0

Getting around "Too many data points to plot"

Just encountered this for my first time. I didn't really have anything useful I could aggregate or group by, as the intention of this chart was to show as much data as possible. So, I created something which would group them together only when necessary, keeping us below the 1,000 data point limit at all times.

Create some hidden data, and use the following:

ROUND(RANK(A:A)/CEILING(COUNT(A:A)/1000),0)

Group on this hidden data.

where A:A contains unique identifiers for your data.Now, the number of data point will be 1:1 up to 1,000, at which point they are grouped in pairs, then triplets etc, maintaining the maximum amount of visible data all the way.

11 comments

  • 0
    Avatar
    Janice Janczyn

    Hi Matthew,

    Thank you for posting in our community!  Would you be able to provide a few more details on your logic?  In particular I'd like to understand the purpose of the RANK function in this formula.

    Thank you,
                  Janice

     

     

  • 0
    Avatar
    Matthew Parker

    Hi Janice,

    So I first encountered the limit where data I was charting hit 1,0004 entries, exceeding the limit.

    The Rank(A:A) part assigns a rank to each of the ID fields (assuming ID is in column A).
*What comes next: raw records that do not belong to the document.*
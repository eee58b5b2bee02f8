//! Session transport events
//!
//! Frames on the wire are `{"event": "<name>", "data": <payload>}`.

use crate::models::Message;
use serde::{Deserialize, Serialize};

/// Frame sent by a client over its session
#[derive(Debug, Clone, Deserialize)]
#[serde(tag = "event", content = "data", rename_all = "kebab-case")]
pub enum ClientFrame {
    /// Announce which user this session speaks for
    Join(String),
    SendMessage(OutgoingMessage),
}

/// Payload of a `send-message` frame
#[derive(Debug, Clone, Default, Deserialize)]
#[serde(rename_all = "camelCase")]
pub struct OutgoingMessage {
    pub from_email: Option<String>,
    pub to_email: Option<String>,
    pub message: Option<String>,
}

/// Frame pushed to a client
#[derive(Debug, Clone, PartialEq, Serialize, Deserialize)]
#[serde(tag = "event", content = "data", rename_all = "kebab-case")]
pub enum ServerEvent {
    ReceiveMessage(Message),
    SendFailed { error: String },
}

/// Everything that can happen on one session, in the order it happens
#[derive(Debug, Clone)]
pub enum SessionEvent {
    Join { email: String },
    SendMessage(OutgoingMessage),
    Disconnect,
}

impl From<ClientFrame> for SessionEvent {
    fn from(frame: ClientFrame) -> Self {
        match frame {
            ClientFrame::Join(email) => SessionEvent::Join { email },
            ClientFrame::SendMessage(outgoing) => SessionEvent::SendMessage(outgoing),
        }
    }
}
So the first item will be 1, then 2, etc. we then divide this number by the total number of elements we are charting against, divided by the maximum limit (1000).

     

    So, in my example, we are taking 1,004, dividing by the limit of 1,000 to get 1.004. This is wrapped in Ceiling(), so it is rounded up to 2. We are then dividing the unique rank given by 2, and then rounding this to the nearest integer. What this does, is it creates 2 equal values, so there will be 2 1's, 2 2's, 2 3's etc. This allows us to group on this, and it will keep the limit beneath 1,000 whilst maintaining the highest amount of precision.

     

    If the number of data points is <= 1,000, then we are dividing the rank by 1, so it won't group anything together at all. If the count lies between 1001 and 2000, we are dividing the rank by 2, which will mean the number of data points will be halved, which keeps it under 1000. if its between 2001 and 3000, we are dividing it by 3, so we will have between 667 and 1000 data points, etc. it basically ends up grouping stuff together more and more, to keep everything below 1000 total data points.

  • 0
    Avatar
    Janice Janczyn

    Hi Matthew,

    I see, your IDs in column A:A are text, correct? With this approach, the groupings are somewhat arbitrary as the number of items reach the incremental thousands thresholds.  Note that if A:A has <= 1000 items and there are duplicate values, these duplicates will be assigned the same rank and grouping these ranks will return fewer items than contained in A:A. Is this your intention?

    Thanks,
             Janice

  • 0
    Avatar
    Matthew Parker

    Hi,

    It may work better in my situation than some others, but yes my ID's are text. Each value is unique.

    The first part of them however is based from a time code they were generated, which relates to the order I want to show them in anyway. so the order these are displayed isn't interuptted in my use case, but may be depending on how ID's are generated. I couldn't see a way of doing the same without that dependency however.

  • 0
    Avatar
    Janice Janczyn

    Hi Matthew,

    Thank you for explaining. You've come up with a creative solution to this situation. A more generic approach that would work with both unique and non-unique IDs would be to repeat the values 1 - ROUND( n / 1000 ) (where n is the number of items in A:A) enough times until you have the same number of items as in A:A, as follows:

         REPEAT( CUMULATIVE( REPEAT (1, ROUND( COUNTALL( A:A ) / CEILING( COUNTALL( A:A ) / 1000 ) ) ) ),
                         CEILING( COUNTALL( A:A ) / 1000 ) )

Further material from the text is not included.